Para líder da Al-Qaeda, levantes árabes eram 'evento tremendo'

Cenário: Lourival Sant'Anna

O Estado de S.Paulo

04 Maio 2012 | 03h04

Uma das questões mais atuais é o impacto que as revoluções no mundo árabe terão sobre os movimentos fundamentalistas islâmicos. Há um ano, Osama bin Laden acreditava ter a resposta. Documentos encontrados em seu esconderijo e divulgados agora pelos EUA revelam um Bin Laden eufórico com a Primavera Árabe. Num comunicado escrito um mês antes de sua morte, no dia 1.º de maio de 2011, ele descreveu os levantes como um "evento tremendo" e assinalou que a Al-Qaeda deveria incentivar "as pessoas que ainda não se juntaram às revoltas a se rebelarem".

O texto foi escrito no calor da guerra civil na Líbia, quando veteranos treinados no Afeganistão organizavam grupos de combatentes, alguns com ajuda financeira do Catar e armas da França, para enfrentar as forças de Muamar Kadafi. Combatentes islâmicos de outros países, alguns reivindicando filiação à Al-Qaeda, tentaram entrar na Líbia para participar do que viam como uma jihad (guerra santa) contra um ditador secular. Foram repelidos pelo Conselho Nacional de Transição (CNT), de inspiração predominantemente laica e preocupado com a perda do apoio do Ocidente que a ingerência fundamentalista acarretaria. Uma vez derrubado o regime, a influência islâmica sobre o governo de transição líbio cresceu e o CNT teve de ceder fatias de poder, como o comando do Conselho Militar de Trípoli, que passou para as mãos de Abdel-Hakim Belhaj, líder do Grupo Combatente Islâmico Líbio, cujos homens treinaram ao lado da Al-Qaeda no Afeganistão.

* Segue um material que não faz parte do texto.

//! Resource requirements and skill-gated material tiers.
//!
//! A [`ResourceSpec`] is one line of a recipe's bill of materials. A
//! [`SubResourceTable`] is a family of interchangeable materials (iron,
//! dull copper, ... valorite) ordered by the minimum skill needed to work
//! each one. Both are immutable once a discipline's catalog is built; every
//! lookup here is pure.

use artisan_types::{Hue, ItemType, Message};
use rust_decimal::Decimal;

use crate::error::{CatalogError, SubResourceError};

// ---------------------------------------------------------------------------
// ResourceSpec
// ---------------------------------------------------------------------------

/// One material requirement of a recipe.
#[derive(Debug, Clone, PartialEq, Eq)]
pub struct ResourceSpec {
    /// The material consumed.
    pub material: ItemType,
    /// Name shown in the crafting menu.
    pub display_name: Message,
    /// Units consumed by a successful attempt. Always positive.
    pub quantity: u32,
    /// Shown when the crafter holds fewer than `quantity` units.
    pub missing_message: Message,
}

impl ResourceSpec {
    /// Build a requirement, rejecting a zero quantity.
    pub fn new(
        material: impl Into<ItemType>,
        display_name: impl Into<Message>,
        quantity: u32,
        missing_message: impl Into<Message>,
    ) -> Result<Self, CatalogError> {
        let material = material.into();
        if quantity == 0 {
            return Err(CatalogError::ZeroQuantity(material));
        }
        Ok(Self {
            material,
            display_name: display_name.into(),
            quantity,
            missing_message: missing_message.into(),
        })
    }
}

// ---------------------------------------------------------------------------
// SubResourceTier
// ---------------------------------------------------------------------------

/// Default message for a crafter who lacks the skill to work a tier.
const DEFAULT_INSUFFICIENT_SKILL: &str = "You have no idea how to work this metal.";

/// One material in a [`SubResourceTable`].
#[derive(Debug, Clone, PartialEq, Eq)]
pub struct SubResourceTier {
    /// The material item type.
    pub material: ItemType,
    /// Name of the tier in the material picker.
    pub display_name: Message,
    /// Minimum skill needed to work the material.
    pub min_skill: Decimal,
    /// Label shown next to the recipe's resource line when this tier is
    /// selected.
    pub catalog_message: Message,
    /// Shown when the crafter holds the material but lacks the skill.
    pub insufficient_skill_message: Message,
    /// Colour of the material, inherited by items that show their metal.
    pub hue: Option<Hue>,
}

impl SubResourceTier {
    /// A tier with the default skill message and no colour.
    pub fn new(material: impl Into<ItemType>, display_name: impl Into<Message>, min_skill: Decimal) -> Self {
        let display_name = display_name.into();
        Self {
            material: material.into(),
            catalog_message: display_name.clone(),
            display_name,
            min_skill,
            insufficient_skill_message: Message::text(DEFAULT_INSUFFICIENT_SKILL),
            hue: None,
        }
    }

    /// Set the label shown on the recipe's resource line.
    #[must_use]
    pub fn catalog_message(mut self, message: impl Into<Message>) -> Self {
        self.catalog_message = message.into();
        self
    }

    /// Set the message for a crafter who lacks the skill for this tier.
    #[must_use]
    pub fn insufficient_skill_message(mut self, message: impl Into<Message>) -> Self {
        self.insufficient_skill_message = message.into();
        self
    }

    /// Set the colour of the material.
    #[must_use]
    pub const fn hue(mut self, hue: Hue) -> Self {
        self.hue = Some(hue);
        self
    }
}

// ---------------------------------------------------------------------------
// SubResourceTable
// ---------------------------------------------------------------------------

/// An ordered family of interchangeable materials.
///
/// Tiers are ascending by `min_skill` (ties allowed) and the base material
/// is always one of them. Construct through [`SubResourceTable::builder`].
#[derive(Debug, Clone, PartialEq, Eq)]
pub struct SubResourceTable {
    base: SubResourceTier,
    display_name: Message,
    material_missing_message: Message,
    tiers: Vec<SubResourceTier>,
}

impl SubResourceTable {
    /// Start building a table for the family whose default material is
    /// `base`.
    pub fn builder(base: impl Into<ItemType>, display_name: impl Into<Message>) -> SubResourceTableBuilder {
        SubResourceTableBuilder {
            base: base.into(),
            display_name: display_name.into(),
            material_missing_message: Message::text("You do not have sufficient material to make that."),
            tiers: Vec::new(),
        }
    }

    /// The family's default material. Recipes whose primary resource is this
    /// material draw from the table.
    pub const fn base(&self) -> &ItemType {
        &self.base.material
    }

    /// Family label shown in the material picker.
    pub const fn display_name(&self) -> &Message {
        &self.display_name
    }

    /// Shown when the crafter holds none of the chosen material.
    pub const fn material_missing_message(&self) -> &Message {
        &self.material_missing_message
    }

    /// All tiers, ascending by minimum skill.
    pub fn tiers(&self) -> &[SubResourceTier] {
        &self.tiers
    }

    /// The highest tier the skill qualifies for.
    ///
    /// Below every minimum the base tier is returned, so the result is
    /// always a tier of this table.
    pub fn resolve(&self, skill: Decimal) -> &SubResourceTier {
        let qualified = self.tiers.iter().rev().find(|tier| tier.min_skill <= skill);
        qualified.unwrap_or(&self.base)
    }

    /// The tier for `material`, if it belongs to this family.
    pub fn tier_for(&self, material: &ItemType) -> Option<&SubResourceTier> {
        self.tiers.iter().find(|tier| &tier.material == material)
    }

    /// Whether `material` is one of this table's tiers.
    pub fn contains(&self, material: &ItemType) -> bool {
        self.tier_for(material).is_some()
    }

    /// Check that `material` belongs to the family and that `skill` is high
    /// enough to work it.
    ///
    /// "Not part of the family" and "not skilled enough" are distinct
    /// errors; holding the material is checked by the engine, not here.
    pub fn check_material(&self, material: &ItemType, skill: Decimal) -> Result<&SubResourceTier, SubResourceError> {
        let tier = self
            .tier_for(material)
            .ok_or_else(|| SubResourceError::NotInFamily(material.clone()))?;
        if tier.min_skill > skill {
            return Err(SubResourceError::InsufficientSkill {
                material: material.clone(),
                required: tier.min_skill,
                skill,
                message: tier.insufficient_skill_message.clone(),
            });
        }
        Ok(tier)
    }
}

/// Builder for [`SubResourceTable`]; validation happens in
/// [`build`](Self::build).
#[derive(Debug, Clone)]
pub struct SubResourceTableBuilder {
    base: ItemType,
    display_name: Message,
    material_missing_message: Message,
    tiers: Vec<SubResourceTier>,
}

impl SubResourceTableBuilder {
    /// Set the message shown when the crafter holds none of the chosen
    /// material.
    #[must_use]
    pub fn material_missing_message(mut self, message: impl Into<Message>) -> Self {
        self.material_missing_message = message.into();
        self
    }

    /// Append a tier. Tiers must be added in ascending skill order.
    #[must_use]
    pub fn tier(mut self, tier: SubResourceTier) -> Self {
        self.tiers.push(tier);
        self
    }

    /// Validate and build the table.
    pub fn build(self) -> Result<SubResourceTable, CatalogError> {
        if self.tiers.is_empty() {
            return Err(CatalogError::EmptySubResourceTable(self.base));
        }

        let mut previous: Option<&SubResourceTier> = None;
        for (position, tier) in self.tiers.iter().enumerate() {
            if let Some(prev) = previous {
                if tier.min_skill < prev.min_skill {
                    return Err(CatalogError::TiersOutOfOrder {
                        material: tier.material.clone(),
                        min_skill: tier.min_skill,
                        previous: prev.min_skill,
                    });
                }
            }
            let seen_before = self
                .tiers
                .iter()
                .take(position)
                .any(|earlier| earlier.material == tier.material);
            if seen_before {
                return Err(CatalogError::DuplicateTier(tier.material.clone()));
            }
            previous = Some(tier);
        }

        let base = self
            .tiers
            .iter()
            .find(|tier| tier.material == self.base)
            .cloned()
            .ok_or(CatalogError::MissingBaseTier(self.base))?;

        Ok(SubResourceTable {
            base,
            display_name: self.display_name,
            material_missing_message: self.material_missing_message,
            tiers: self.tiers,
        })
    }
}

#[cfg(test)]
#[allow(clippy::unwrap_used)]
mod tests {
    use rust_decimal_macros::dec;

    use super::*;

    fn metals() -> SubResourceTable {
        SubResourceTable::builder("IronIngot", "Iron")
            .tier(SubResourceTier::new("IronIngot", "Iron", dec!(0)))
            .tier(SubResourceTier::new("DullCopperIngot", "Dull Copper", dec!(65)).hue(Hue(0x973)))
            .tier(SubResourceTier::new("ShadowIronIngot", "Shadow Iron", dec!(70)).hue(Hue(0x966)))
            .tier(SubResourceTier::new("ValoriteIngot", "Valorite", dec!(99)).hue(Hue(0x8AB)))
            .tier(SubResourceTier::new("TitaniumIngot", "Titanium", dec!(99)))
            .build()
            .unwrap()
    }

    #[test]
    fn zero_quantity_is_rejected() {
        let spec = ResourceSpec::new("IronIngot", "Iron Ingots", 0, "You have no ingots.");
        assert_eq!(spec.err(), Some(CatalogError::ZeroQuantity(ItemType::new("IronIngot"))));
    }

    #[test]
    fn resolve_picks_highest_qualified_tier() {
        let table = metals();
        assert_eq!(table.resolve(dec!(0)).material.as_str(), "IronIngot");
        assert_eq!(table.resolve(dec!(64.9)).material.as_str(), "IronIngot");
        assert_eq!(table.resolve(dec!(65)).material.as_str(), "DullCopperIngot");
        assert_eq!(table.resolve(dec!(72)).material.as_str(), "ShadowIronIngot");
        assert_eq!(table.resolve(dec!(120)).material.as_str(), "TitaniumIngot");
    }

    #[test]
    fn resolve_below_every_minimum_returns_base() {
        let table = SubResourceTable::builder("Granite", "Granite")
            .tier(SubResourceTier::new("Granite", "Granite", dec!(10)))
            .build()
            .unwrap();
        assert_eq!(table.resolve(dec!(0)).material.as_str(), "Granite");
    }

    #[test]
    fn check_material_distinguishes_family_and_skill() {
        let table = metals();
        let absent = table.check_material(&ItemType::new("Log"), dec!(100));
        assert_eq!(absent.err(), Some(SubResourceError::NotInFamily(ItemType::new("Log"))));

        let unskilled = table.check_material(&ItemType::new("ShadowIronIngot"), dec!(50));
        assert!(matches!(
            unskilled,
            Err(SubResourceError::InsufficientSkill { required, .. }) if required == dec!(70)
        ));

        let ok = table.check_material(&ItemType::new("ShadowIronIngot"), dec!(70));
        assert_eq!(ok.ok().map(|t| t.hue), Some(Some(Hue(0x966))));
    }

    #[test]
    fn builder_rejects_bad_tables() {
        let empty = SubResourceTable::builder("IronIngot", "Iron").build();
        assert!(matches!(empty, Err(CatalogError::EmptySubResourceTable(_))));

        let descending = SubResourceTable::builder("IronIngot", "Iron")
            .tier(SubResourceTier::new("IronIngot", "Iron", dec!(0)))
            .tier(SubResourceTier::new("GoldIngot", "Gold", dec!(85)))
            .tier(SubResourceTier::new("BronzeIngot", "Bronze", dec!(80)))
            .build();
        assert!(matches!(descending, Err(CatalogError::TiersOutOfOrder { .. })));

        let duplicate = SubResourceTable::builder("IronIngot", "Iron")
            .tier(SubResourceTier::new("IronIngot", "Iron", dec!(0)))
            .tier(SubResourceTier::new("IronIngot", "Iron again", dec!(10)))
            .build();
        assert!(matches!(duplicate, Err(CatalogError::DuplicateTier(_))));

        let baseless = SubResourceTable::builder("IronIngot", "Iron")
            .tier(SubResourceTier::new("GoldIngot", "Gold", dec!(0)))
            .build();
        assert!(matches!(baseless, Err(CatalogError::MissingBaseTier(_))));
    }

    #[test]
    fn equal_minimums_are_allowed() {
        let table = metals();
        assert_eq!(table.tiers().len(), 5);
        assert!(table.contains(&ItemType::new("ValoriteIngot")));
    }
}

Na Síria, o Ocidente hesita em ter uma participação direta contra o regime - talvez pelo receio de ele ser substituído por uma república islâmica. Na falta desse contrapeso, o Conselho Nacional Sírio, a oposição no exílio, sofre marcada influência da Irmandade Muçulmana. Ao menos dois atentados na Síria em janeiro tiveram digitais da Al-Qaeda ou de grupos a ela filiados. Os partidos islâmicos Ennhada, Irmandade Muçulmana e Al-Nur venceram as eleições parlamentares na Tunísia e no Egito, respectivamente. Embora as sociedades dos quatro países citados tenham expressivas correntes liberais e seculares, os grupos islâmicos emergem como o que sobrou de oposição organizada - sob abrigo das mesquitas - depois de décadas de repressão.

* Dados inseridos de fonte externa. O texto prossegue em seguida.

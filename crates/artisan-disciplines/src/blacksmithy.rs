//! Blacksmithy: armour, shields, and weapons hammered from ingots.
//!
//! Every recipe draws on the smithing ingot family and shows its metal, so
//! coloured ingots always tint the result. The smith must stand within two
//! tiles of both an anvil and a forge.

use artisan_engine::policy::check_tool;
use artisan_engine::{
    CatalogError, CraftCatalog, CraftCheck, CraftSystemPolicy, Discipline, DisciplineProfile, RecipeDefinition,
    RegistryError, ValidationFailure, ValidationKind,
};
use artisan_types::{DisciplineId, ItemType, Message, SkillName, SoundId, Station};

use crate::content::{Material, Row, add_rows, row};
use crate::metals::{self, Metal};

/// "Blacksmithing Menu"
const GUMP_TITLE: u32 = 1_044_002;
/// "You must be near an anvil and a forge to smith items."
const NEED_ANVIL_AND_FORGE: u32 = 1_044_267;
const CRAFT_SOUND: SoundId = SoundId(0x541);
/// Tiles within which the anvil and forge must stand.
pub const STATION_RANGE: u32 = 2;

// ---------------------------------------------------------------------------
// Policy
// ---------------------------------------------------------------------------

/// Blacksmithy rules.
#[derive(Debug, Clone)]
pub struct BlacksmithyPolicy {
    profile: DisciplineProfile,
}

impl BlacksmithyPolicy {
    /// The standard Blacksmithy profile.
    pub fn new() -> Self {
        Self {
            profile: DisciplineProfile::new(
                DisciplineId::Blacksmithy,
                SkillName::Blacksmithy,
                Message::cliloc(GUMP_TITLE),
            )
            .can_mark(true),
        }
    }
}

impl Default for BlacksmithyPolicy {
    fn default() -> Self {
        Self::new()
    }
}

impl CraftSystemPolicy for BlacksmithyPolicy {
    fn profile(&self) -> &DisciplineProfile {
        &self.profile
    }

    fn can_craft(&self, check: &CraftCheck<'_>) -> Result<(), ValidationFailure> {
        check_tool(check, &self.profile)?;
        let near = |station| check.environment.is_near(check.crafter, station, STATION_RANGE);
        if near(Station::Anvil) && near(Station::Forge) {
            Ok(())
        } else {
            Err(ValidationFailure::new(
                ValidationKind::AmbientRequirement,
                Message::cliloc(NEED_ANVIL_AND_FORGE),
            ))
        }
    }

    fn retains_color_from(&self, _recipe: &RecipeDefinition, material: &ItemType) -> bool {
        Metal::from_ingot(material).is_some()
    }

    fn craft_sound(&self) -> Option<SoundId> {
        Some(CRAFT_SOUND)
    }
}

// ---------------------------------------------------------------------------
// Catalog
// ---------------------------------------------------------------------------

const RINGMAIL: [Row; 2] = [
    row("RingmailGloves", "Ringmail Gloves", 320, 620, 8),
    row("RingmailChest", "Ringmail Tunic", 449, 749, 14),
];

const CHAINMAIL: [Row; 2] = [
    row("ChainCoif", "Chainmail Coif", 345, 645, 10),
    row("ChainChest", "Chainmail Tunic", 491, 891, 16),
];

const PLATEMAIL: [Row; 2] = [
    row("PlateGloves", "Platemail Gloves", 589, 1089, 12),
    row("PlateChest", "Platemail Tunic", 750, 1250, 25),
];

const HELMETS: [Row; 3] = [
    row("Bascinet", "Bascinet", 283, 583, 11),
    row("Helmet", "Helmet", 379, 879, 12),
    row("PlateHelm", "Plate Helm", 626, 1126, 16),
];

const SHIELDS: [Row; 3] = [
    row("Buckler", "Buckler", 0, 450, 10),
    row("MetalShield", "Metal Shield", 152, 498, 12),
    row("HeaterShield", "Heater Shield", 653, 893, 18),
];

const BLADED: [Row; 5] = [
    row("Dagger", "Dagger", 0, 496, 3),
    row("Cutlass", "Cutlass", 243, 643, 8),
    row("Katana", "Katana", 421, 901, 9),
    row("Broadsword", "Broadsword", 554, 954, 11),
    row("Longsword", "Longsword", 590, 880, 14),
];

const AXES: [Row; 2] = [
    row("Axe", "Axe", 352, 742, 12),
    row("BattleAxe", "Battle Axe", 305, 705, 11),
];

const POLEARMS: [Row; 1] = [row("Spear", "Spear", 550, 900, 12)];

const BASHING: [Row; 2] = [
    row("Mace", "Mace", 145, 645, 8),
    row("WarHammer", "War Hammer", 342, 842, 13),
];

/// Build the Blacksmithy catalog.
pub fn init_craft_list() -> Result<CraftCatalog, CatalogError> {
    let mut catalog = CraftCatalog::new(DisciplineId::Blacksmithy);
    let ingots = Material::new(metals::IRON_INGOT, Message::cliloc(1_044_036), Message::cliloc(1_044_037));

    let groups: [(u32, &[Row]); 9] = [
        (1_011_076, &RINGMAIL),
        (1_011_077, &CHAINMAIL),
        (1_011_078, &PLATEMAIL),
        (1_011_079, &HELMETS),
        (1_011_080, &SHIELDS),
        (1_011_081, &BLADED),
        (1_011_082, &AXES),
        (1_011_083, &POLEARMS),
        (1_011_084, &BASHING),
    ];
    for (category, rows) in groups {
        add_rows(&mut catalog, &Message::cliloc(category), &ingots, rows)?;
    }

    catalog.add_sub_resource_table(metals::smithing_ingots()?)?;
    Ok(catalog)
}

/// The Blacksmithy catalog and policy.
pub fn discipline() -> Result<Discipline, RegistryError> {
    Discipline::new(init_craft_list()?, Box::new(BlacksmithyPolicy::new()))
}

#[cfg(test)]
#[allow(clippy::unwrap_used)]
mod tests {
    use artisan_engine::memory::{InMemorySkills, SimpleTool, StaticEnvironment};
    use artisan_types::CrafterId;
    use rust_decimal::Decimal;

    use super::*;

    fn check(environment: &StaticEnvironment) -> Result<(), ValidationFailure> {
        let crafter = CrafterId::new();
        let catalog = init_craft_list().unwrap();
        let (_, dagger) = catalog.find(&ItemType::new("Dagger")).unwrap();
        let tool = SimpleTool::new(crafter, 50);
        let skills = InMemorySkills::new(Decimal::ZERO, Decimal::ONE_HUNDRED);
        BlacksmithyPolicy::new().can_craft(&CraftCheck {
            crafter,
            recipe: dagger,
            tool: &tool,
            environment,
            skills: &skills,
        })
    }

    #[test]
    fn needs_anvil_and_forge_in_range() {
        let mut forge_only = StaticEnvironment::default();
        forge_only.add_station(Station::Forge);
        let failure = check(&forge_only).unwrap_err();
        assert_eq!(failure.kind, ValidationKind::AmbientRequirement);
        assert_eq!(failure.message, Message::cliloc(NEED_ANVIL_AND_FORGE));

        let mut far = StaticEnvironment::default();
        far.add_station(Station::Forge);
        far.add_station_at(Station::Anvil, 3);
        assert!(check(&far).is_err());

        let mut smithy = StaticEnvironment::default();
        smithy.add_station(Station::Forge);
        smithy.add_station_at(Station::Anvil, STATION_RANGE);
        assert!(check(&smithy).is_ok());
    }

    #[test]
    fn every_item_shows_its_metal() {
        let policy = BlacksmithyPolicy::new();
        let catalog = init_craft_list().unwrap();
        let (_, spear) = catalog.find(&ItemType::new("Spear")).unwrap();
        assert!(policy.retains_color_from(spear, &Metal::Valorite.ingot()));
        assert!(!policy.retains_color_from(spear, &ItemType::new("Log")));
        assert_eq!(catalog.len(), 22);
    }
}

Bin Laden expressa nos documentos sua preocupação com as agendas locais das "franquias" da Al-Qaeda pelo mundo. Ele observa o fracasso da Al-Qaeda no Iraque, onde o grupo disputou poder com xeques locais, que acabaram aliando-se aos americanos para derrotá-lo. E alerta que a rede deve se ater a seu objetivo principal: atacar os EUA. Há muito a Al-Qaeda deixou de ser uma organização vertical para tornar-se uma marca e Bin Laden, um símbolo. Sua conversão em "mártir" tende a consolidar essa tendência.